§ Your instructions
What appears from the first line of the data below through the line containing "pub type Result<T>", both included, should be copied exactly, and nothing else.

§ Task input
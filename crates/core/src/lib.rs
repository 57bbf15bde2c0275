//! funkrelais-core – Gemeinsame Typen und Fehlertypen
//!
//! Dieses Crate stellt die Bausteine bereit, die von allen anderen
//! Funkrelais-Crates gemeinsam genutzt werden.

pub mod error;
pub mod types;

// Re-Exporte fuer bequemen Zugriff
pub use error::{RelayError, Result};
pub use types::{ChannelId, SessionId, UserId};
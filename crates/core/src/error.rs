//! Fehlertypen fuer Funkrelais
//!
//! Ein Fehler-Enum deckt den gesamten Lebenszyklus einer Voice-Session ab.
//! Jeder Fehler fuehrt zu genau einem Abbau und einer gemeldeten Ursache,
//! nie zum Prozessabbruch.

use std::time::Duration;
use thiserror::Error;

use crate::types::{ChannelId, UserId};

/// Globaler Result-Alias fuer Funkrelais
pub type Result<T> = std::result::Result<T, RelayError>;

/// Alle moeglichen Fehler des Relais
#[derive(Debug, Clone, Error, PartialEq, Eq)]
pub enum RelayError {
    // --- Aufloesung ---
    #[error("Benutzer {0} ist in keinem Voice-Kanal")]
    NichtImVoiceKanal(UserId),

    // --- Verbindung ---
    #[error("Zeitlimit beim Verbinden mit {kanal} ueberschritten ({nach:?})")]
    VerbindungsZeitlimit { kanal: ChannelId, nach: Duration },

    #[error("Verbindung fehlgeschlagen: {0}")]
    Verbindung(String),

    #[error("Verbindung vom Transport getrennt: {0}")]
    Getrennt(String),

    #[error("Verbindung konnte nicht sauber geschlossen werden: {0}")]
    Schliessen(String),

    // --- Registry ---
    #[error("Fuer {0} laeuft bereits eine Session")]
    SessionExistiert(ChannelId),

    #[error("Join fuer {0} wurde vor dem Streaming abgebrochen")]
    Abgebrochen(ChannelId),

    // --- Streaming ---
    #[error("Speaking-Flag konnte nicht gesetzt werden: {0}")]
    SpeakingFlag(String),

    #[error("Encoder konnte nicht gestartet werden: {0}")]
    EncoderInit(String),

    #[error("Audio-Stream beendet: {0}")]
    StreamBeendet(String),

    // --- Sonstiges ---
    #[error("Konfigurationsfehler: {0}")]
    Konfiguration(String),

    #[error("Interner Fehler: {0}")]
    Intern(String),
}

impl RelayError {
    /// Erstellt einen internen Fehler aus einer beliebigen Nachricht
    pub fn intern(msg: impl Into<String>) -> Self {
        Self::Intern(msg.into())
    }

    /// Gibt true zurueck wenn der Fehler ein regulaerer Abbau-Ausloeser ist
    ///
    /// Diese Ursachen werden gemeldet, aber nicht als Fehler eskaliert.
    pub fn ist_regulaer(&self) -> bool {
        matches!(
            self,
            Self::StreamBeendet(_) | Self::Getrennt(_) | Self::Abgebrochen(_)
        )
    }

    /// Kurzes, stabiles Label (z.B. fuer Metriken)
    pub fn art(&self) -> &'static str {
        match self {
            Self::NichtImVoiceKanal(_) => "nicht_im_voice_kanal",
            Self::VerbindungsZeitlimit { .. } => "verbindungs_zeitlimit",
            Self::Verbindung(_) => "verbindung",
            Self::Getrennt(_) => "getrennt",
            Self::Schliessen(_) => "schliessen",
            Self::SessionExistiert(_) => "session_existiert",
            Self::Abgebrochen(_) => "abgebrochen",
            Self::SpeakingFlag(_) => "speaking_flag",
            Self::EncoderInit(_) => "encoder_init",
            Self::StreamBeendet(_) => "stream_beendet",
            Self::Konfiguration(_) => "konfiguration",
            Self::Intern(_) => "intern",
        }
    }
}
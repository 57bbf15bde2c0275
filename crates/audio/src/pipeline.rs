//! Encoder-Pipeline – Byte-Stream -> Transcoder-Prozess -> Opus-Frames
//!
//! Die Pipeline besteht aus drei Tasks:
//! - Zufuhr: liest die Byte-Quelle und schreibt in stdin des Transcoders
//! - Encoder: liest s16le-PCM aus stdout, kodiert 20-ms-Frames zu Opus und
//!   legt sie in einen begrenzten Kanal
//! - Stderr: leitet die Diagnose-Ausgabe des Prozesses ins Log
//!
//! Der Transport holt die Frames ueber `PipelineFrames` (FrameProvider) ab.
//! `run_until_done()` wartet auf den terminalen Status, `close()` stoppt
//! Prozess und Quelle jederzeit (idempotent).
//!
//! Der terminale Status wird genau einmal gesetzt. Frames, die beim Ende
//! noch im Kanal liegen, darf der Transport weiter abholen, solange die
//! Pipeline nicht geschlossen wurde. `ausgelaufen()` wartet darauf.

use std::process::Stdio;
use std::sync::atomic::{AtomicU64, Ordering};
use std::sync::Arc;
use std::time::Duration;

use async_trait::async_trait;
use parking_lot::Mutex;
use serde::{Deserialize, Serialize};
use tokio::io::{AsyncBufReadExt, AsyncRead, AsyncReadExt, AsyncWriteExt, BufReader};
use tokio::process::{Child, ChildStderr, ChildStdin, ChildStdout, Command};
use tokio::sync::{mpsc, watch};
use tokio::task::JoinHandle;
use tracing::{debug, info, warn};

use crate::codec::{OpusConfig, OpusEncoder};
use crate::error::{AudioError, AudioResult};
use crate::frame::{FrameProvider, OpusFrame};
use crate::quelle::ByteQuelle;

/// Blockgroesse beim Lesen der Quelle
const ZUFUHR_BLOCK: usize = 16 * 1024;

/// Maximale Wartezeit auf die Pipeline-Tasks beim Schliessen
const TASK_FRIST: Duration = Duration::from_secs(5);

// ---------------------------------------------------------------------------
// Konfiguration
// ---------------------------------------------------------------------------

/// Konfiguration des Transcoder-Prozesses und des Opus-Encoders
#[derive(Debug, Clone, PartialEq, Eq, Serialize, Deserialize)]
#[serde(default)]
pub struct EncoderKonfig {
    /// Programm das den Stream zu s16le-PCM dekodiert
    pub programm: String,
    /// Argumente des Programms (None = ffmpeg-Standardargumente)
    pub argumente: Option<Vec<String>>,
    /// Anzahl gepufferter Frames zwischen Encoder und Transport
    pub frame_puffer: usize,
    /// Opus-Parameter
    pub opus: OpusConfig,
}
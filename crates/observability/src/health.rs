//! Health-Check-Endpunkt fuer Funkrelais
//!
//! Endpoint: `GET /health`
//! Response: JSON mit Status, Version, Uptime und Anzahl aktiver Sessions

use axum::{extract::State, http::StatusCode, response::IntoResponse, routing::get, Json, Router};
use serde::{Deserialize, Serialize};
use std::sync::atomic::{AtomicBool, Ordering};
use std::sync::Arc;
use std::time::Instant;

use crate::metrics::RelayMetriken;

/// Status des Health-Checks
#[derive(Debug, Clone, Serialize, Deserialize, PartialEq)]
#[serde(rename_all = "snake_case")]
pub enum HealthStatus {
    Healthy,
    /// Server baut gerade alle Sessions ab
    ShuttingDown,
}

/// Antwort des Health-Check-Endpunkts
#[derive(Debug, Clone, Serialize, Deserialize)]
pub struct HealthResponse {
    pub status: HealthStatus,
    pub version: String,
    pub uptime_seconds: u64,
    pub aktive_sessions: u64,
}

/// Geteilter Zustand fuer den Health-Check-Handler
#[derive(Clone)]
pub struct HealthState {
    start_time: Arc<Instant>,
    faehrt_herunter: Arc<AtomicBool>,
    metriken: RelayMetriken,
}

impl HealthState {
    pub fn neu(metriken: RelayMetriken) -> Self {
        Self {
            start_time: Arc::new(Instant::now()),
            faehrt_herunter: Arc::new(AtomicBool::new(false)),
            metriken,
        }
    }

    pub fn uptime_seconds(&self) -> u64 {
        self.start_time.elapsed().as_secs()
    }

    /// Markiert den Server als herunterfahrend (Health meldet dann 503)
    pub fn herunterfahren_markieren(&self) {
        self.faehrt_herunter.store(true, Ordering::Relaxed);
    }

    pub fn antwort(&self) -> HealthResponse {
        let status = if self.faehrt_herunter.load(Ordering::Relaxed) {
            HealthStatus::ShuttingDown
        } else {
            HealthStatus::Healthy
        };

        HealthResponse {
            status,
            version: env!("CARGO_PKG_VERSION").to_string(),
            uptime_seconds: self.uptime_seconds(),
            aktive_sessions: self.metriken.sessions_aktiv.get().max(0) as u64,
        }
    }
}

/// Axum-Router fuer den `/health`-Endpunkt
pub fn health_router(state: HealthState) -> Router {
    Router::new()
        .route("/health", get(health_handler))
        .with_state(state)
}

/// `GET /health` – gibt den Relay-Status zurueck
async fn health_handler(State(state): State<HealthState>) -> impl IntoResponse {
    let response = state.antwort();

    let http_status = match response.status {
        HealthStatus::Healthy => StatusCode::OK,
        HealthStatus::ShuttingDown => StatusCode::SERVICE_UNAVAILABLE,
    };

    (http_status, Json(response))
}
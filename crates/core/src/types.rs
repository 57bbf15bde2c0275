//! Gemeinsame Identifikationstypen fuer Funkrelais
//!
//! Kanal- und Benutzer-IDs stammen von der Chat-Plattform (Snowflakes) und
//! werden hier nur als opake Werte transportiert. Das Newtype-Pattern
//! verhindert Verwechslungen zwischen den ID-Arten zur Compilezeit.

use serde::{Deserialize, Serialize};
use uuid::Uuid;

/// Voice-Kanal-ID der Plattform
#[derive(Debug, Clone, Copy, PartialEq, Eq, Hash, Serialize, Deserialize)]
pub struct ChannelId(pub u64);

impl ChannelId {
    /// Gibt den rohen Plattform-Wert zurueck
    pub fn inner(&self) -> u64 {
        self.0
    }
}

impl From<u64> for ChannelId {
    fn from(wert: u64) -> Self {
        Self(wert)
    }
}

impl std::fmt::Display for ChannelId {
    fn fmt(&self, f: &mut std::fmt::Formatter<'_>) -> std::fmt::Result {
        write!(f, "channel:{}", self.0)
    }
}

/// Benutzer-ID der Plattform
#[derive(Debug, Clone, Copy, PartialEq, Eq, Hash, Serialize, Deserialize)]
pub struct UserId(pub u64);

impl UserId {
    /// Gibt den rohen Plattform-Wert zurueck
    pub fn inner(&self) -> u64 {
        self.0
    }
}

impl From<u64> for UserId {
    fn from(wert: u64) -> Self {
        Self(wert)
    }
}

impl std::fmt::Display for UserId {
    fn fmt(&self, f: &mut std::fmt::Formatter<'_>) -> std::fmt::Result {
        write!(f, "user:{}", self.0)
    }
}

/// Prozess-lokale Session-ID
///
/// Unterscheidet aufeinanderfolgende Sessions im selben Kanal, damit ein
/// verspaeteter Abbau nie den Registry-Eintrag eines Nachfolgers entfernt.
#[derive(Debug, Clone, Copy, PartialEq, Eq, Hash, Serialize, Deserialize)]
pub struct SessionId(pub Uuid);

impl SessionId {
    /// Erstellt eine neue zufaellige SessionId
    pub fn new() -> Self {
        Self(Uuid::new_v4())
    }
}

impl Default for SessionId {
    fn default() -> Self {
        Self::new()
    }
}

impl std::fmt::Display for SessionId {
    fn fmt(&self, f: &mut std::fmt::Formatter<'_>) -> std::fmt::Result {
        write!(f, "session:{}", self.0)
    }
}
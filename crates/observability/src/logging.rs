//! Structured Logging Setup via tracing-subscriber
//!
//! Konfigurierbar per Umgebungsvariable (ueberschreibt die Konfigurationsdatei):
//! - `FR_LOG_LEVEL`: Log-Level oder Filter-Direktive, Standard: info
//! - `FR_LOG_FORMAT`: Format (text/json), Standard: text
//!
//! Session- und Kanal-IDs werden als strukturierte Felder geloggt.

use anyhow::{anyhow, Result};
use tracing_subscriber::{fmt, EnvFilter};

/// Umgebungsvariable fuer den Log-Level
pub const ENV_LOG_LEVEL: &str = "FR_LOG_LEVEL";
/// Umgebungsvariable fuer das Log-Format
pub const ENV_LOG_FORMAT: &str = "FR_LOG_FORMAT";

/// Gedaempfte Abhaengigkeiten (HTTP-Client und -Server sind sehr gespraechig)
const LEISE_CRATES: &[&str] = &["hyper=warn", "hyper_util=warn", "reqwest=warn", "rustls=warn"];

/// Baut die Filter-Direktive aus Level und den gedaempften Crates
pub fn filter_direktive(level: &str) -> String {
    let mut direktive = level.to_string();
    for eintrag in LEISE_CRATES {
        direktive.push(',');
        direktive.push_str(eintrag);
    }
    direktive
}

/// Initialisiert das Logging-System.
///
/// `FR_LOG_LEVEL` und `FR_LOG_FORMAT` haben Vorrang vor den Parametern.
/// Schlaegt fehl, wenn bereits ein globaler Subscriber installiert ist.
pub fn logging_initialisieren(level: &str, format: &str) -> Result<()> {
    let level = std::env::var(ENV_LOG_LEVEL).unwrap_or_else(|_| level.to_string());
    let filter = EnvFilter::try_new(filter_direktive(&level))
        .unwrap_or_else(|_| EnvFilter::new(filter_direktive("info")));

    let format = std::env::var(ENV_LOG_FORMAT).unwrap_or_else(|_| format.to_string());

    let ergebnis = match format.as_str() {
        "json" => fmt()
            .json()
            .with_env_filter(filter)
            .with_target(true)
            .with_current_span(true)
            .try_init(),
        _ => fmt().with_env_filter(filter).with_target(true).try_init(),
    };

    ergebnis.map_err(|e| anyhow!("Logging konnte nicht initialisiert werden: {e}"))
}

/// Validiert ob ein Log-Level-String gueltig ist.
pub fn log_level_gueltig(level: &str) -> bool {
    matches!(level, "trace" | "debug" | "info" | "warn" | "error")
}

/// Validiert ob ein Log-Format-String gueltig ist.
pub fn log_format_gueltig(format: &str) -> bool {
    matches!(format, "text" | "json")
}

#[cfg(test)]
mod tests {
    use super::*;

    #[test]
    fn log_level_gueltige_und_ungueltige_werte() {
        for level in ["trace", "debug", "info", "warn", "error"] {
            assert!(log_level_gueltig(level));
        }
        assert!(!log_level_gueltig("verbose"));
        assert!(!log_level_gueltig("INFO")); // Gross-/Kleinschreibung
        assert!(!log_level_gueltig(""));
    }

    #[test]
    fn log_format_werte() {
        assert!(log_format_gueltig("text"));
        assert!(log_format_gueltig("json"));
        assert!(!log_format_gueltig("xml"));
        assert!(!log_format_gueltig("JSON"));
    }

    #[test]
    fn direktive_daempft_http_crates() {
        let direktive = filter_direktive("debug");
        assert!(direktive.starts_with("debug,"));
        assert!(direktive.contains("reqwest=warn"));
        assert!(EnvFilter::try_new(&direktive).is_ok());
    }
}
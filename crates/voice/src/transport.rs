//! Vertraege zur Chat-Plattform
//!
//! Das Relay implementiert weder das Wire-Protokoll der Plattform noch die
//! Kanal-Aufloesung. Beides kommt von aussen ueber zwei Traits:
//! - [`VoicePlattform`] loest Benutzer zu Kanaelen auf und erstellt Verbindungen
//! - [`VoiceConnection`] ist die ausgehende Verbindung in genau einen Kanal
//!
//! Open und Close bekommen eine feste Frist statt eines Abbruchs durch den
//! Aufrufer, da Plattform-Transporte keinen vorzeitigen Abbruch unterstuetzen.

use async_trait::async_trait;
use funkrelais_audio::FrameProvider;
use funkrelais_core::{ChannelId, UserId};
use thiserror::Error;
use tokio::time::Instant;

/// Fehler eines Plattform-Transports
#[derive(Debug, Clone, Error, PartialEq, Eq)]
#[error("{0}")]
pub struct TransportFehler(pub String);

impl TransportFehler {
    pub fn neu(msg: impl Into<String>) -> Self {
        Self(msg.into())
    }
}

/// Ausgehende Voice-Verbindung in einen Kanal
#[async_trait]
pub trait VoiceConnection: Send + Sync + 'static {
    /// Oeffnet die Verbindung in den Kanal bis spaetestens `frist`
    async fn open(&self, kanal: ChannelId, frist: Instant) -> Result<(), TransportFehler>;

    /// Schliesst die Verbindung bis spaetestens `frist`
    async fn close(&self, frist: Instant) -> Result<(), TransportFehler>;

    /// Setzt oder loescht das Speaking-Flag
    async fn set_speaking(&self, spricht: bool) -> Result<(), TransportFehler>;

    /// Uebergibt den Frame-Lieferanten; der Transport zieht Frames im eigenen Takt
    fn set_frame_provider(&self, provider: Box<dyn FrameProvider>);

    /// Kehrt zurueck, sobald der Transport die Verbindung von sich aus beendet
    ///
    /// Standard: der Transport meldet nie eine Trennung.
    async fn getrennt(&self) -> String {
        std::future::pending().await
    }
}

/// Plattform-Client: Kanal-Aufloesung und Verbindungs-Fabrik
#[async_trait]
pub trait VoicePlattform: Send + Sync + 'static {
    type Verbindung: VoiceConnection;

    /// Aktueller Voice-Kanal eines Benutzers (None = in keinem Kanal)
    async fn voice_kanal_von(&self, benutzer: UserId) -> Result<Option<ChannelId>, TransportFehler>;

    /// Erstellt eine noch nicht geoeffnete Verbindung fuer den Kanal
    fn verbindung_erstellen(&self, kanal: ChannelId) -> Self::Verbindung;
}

§ The answer
filename crates/core/src/lib.rs
repository 57bbf15bde2c0275
//! funkrelais-core – Gemeinsame Typen und Fehlertypen
//!
//! Dieses Crate stellt die Bausteine bereit, die von allen anderen
//! Funkrelais-Crates gemeinsam genutzt werden.

pub mod error;
pub mod types;

// Re-Exporte fuer bequemen Zugriff
pub use error::{RelayError, Result};
pub use types::{ChannelId, SessionId, UserId};
filename crates/core/src/error.rs
//! Fehlertypen fuer Funkrelais
//!
//! Ein Fehler-Enum deckt den gesamten Lebenszyklus einer Voice-Session ab.
//! Jeder Fehler fuehrt zu genau einem Abbau und einer gemeldeten Ursache,
//! nie zum Prozessabbruch.

use std::time::Duration;
use thiserror::Error;

use crate::types::{ChannelId, UserId};

/// Globaler Result-Alias fuer Funkrelais
pub type Result<T> = std::result::Result<T, RelayError>;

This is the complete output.